■ DIRECTIONS FOR THIS TASK ■
Please repeat the lines below, exactly and only, from the one that holds "output directory, sorted" through the one that holds "be fully interpreted".

■ DATA FOR PROCESSING ■

****

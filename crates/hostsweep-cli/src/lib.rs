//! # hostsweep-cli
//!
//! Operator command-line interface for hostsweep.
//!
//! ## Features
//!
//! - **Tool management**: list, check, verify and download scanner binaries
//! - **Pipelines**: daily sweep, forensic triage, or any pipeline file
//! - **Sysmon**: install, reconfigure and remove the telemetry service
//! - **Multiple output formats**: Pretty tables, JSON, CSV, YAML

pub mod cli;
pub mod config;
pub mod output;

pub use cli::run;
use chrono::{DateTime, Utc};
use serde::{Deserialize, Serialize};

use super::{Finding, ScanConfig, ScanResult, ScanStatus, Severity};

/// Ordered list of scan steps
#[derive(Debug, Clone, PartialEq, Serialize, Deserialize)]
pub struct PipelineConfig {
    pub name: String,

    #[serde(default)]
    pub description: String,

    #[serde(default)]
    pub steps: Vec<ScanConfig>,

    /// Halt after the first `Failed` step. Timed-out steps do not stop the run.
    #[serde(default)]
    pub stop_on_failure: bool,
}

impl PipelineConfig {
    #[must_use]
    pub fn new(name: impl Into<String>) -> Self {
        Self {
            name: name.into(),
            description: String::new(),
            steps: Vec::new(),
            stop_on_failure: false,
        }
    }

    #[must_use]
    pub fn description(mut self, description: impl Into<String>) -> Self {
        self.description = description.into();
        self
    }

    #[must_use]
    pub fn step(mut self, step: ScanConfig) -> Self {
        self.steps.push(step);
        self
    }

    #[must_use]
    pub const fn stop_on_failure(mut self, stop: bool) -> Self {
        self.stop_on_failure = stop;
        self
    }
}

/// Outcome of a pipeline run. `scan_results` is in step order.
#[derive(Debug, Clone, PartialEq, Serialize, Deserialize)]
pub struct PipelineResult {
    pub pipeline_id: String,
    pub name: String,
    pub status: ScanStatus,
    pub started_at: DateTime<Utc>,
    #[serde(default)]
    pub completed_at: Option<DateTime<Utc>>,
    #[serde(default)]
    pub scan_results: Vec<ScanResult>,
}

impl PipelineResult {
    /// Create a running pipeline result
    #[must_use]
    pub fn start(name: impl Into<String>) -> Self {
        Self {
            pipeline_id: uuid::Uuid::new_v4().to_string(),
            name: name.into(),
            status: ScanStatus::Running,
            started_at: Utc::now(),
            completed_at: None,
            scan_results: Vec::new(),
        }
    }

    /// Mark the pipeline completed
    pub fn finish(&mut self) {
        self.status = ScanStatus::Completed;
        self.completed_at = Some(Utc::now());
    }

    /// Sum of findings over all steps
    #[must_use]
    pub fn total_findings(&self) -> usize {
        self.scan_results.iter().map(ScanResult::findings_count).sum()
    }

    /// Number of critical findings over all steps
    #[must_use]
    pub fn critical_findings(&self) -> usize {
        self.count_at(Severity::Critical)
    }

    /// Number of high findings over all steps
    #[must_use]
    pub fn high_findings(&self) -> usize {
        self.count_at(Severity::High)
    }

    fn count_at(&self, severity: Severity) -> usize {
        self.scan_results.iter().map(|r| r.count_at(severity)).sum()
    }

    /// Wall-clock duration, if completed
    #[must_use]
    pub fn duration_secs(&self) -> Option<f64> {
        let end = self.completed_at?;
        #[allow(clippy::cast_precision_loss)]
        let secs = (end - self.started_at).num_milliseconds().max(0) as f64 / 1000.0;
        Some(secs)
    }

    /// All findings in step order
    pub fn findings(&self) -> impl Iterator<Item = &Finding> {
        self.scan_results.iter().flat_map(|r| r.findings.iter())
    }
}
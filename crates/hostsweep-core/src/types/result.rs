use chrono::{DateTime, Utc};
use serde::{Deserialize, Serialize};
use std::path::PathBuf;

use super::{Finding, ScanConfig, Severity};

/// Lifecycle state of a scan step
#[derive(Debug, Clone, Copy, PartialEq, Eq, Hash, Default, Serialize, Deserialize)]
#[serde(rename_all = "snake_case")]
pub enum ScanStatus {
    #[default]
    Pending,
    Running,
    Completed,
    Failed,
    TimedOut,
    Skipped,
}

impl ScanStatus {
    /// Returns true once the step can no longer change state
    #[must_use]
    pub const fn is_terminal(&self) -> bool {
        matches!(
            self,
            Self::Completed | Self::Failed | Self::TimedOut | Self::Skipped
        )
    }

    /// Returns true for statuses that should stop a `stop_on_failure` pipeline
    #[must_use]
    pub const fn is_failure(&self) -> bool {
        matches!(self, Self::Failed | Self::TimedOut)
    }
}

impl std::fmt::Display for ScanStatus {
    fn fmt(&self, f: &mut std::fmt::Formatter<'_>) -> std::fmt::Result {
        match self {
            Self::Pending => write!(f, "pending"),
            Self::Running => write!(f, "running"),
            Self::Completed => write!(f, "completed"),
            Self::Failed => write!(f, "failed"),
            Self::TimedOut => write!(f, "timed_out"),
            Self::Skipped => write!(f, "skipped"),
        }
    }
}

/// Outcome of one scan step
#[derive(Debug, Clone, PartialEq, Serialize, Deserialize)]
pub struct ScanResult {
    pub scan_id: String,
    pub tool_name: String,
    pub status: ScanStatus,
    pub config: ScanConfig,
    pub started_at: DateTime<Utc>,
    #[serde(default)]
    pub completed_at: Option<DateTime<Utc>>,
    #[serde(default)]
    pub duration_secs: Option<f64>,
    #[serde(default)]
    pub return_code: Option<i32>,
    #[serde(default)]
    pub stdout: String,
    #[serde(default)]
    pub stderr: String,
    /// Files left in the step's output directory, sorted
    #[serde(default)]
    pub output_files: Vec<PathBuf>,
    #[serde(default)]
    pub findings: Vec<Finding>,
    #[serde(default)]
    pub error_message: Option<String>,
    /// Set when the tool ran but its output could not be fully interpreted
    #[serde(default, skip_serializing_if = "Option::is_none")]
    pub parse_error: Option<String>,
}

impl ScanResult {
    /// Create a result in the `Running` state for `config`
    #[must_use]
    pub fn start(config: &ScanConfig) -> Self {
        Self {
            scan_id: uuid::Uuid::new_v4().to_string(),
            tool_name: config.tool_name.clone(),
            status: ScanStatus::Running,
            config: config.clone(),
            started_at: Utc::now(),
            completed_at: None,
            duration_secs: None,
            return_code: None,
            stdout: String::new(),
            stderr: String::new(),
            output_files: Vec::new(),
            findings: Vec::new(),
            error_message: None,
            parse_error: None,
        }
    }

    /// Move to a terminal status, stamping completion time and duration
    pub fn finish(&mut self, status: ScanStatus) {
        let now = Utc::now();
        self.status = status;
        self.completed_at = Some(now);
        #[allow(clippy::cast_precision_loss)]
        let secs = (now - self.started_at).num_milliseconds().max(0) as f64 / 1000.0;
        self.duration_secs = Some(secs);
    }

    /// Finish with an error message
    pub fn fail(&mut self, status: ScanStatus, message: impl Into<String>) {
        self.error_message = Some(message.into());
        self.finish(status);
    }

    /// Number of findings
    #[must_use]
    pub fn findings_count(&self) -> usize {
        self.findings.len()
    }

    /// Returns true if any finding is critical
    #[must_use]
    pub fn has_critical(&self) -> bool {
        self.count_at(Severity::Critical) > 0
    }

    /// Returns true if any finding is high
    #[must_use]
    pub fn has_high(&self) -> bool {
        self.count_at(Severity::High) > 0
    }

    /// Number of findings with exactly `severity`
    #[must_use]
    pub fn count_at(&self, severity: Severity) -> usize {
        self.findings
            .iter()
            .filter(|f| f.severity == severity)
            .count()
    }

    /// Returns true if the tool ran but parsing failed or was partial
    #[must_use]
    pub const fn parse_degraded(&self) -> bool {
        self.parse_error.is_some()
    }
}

****

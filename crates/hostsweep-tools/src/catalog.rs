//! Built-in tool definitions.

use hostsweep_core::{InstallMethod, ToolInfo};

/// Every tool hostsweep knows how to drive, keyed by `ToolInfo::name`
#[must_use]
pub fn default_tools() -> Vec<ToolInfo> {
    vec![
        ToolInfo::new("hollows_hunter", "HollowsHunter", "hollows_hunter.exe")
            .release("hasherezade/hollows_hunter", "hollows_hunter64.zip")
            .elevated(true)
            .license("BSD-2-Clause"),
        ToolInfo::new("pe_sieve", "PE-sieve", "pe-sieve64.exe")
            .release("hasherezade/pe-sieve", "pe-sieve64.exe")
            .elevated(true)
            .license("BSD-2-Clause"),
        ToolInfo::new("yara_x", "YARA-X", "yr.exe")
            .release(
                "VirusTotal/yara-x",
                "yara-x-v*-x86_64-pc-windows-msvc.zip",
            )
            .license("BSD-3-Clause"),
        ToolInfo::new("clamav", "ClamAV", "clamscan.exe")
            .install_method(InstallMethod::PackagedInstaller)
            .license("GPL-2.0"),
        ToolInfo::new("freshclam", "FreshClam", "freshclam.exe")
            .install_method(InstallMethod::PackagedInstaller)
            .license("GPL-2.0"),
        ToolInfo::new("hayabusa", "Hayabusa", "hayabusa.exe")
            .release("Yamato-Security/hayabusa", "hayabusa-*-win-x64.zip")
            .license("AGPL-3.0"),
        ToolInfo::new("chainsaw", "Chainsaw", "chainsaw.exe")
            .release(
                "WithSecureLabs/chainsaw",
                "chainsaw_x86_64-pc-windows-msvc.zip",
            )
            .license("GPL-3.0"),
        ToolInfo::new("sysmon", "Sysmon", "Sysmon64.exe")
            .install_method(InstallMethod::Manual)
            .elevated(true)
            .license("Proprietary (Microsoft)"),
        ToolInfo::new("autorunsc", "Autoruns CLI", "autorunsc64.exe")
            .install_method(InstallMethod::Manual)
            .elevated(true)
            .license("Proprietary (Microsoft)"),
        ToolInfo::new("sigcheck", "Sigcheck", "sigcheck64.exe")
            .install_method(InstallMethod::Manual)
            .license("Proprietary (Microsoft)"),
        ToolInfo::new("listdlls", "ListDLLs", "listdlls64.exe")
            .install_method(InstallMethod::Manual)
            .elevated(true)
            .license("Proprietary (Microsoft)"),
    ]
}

****

■ RESPONSE FOR THIS EXERCISE ■
    /// Files left in the step's output directory, sorted
    #[serde(default)]
    pub output_files: Vec<PathBuf>,
    #[serde(default)]
    pub findings: Vec<Finding>,
    #[serde(default)]
    pub error_message: Option<String>,
    /// Set when the tool ran but its output could not be fully interpreted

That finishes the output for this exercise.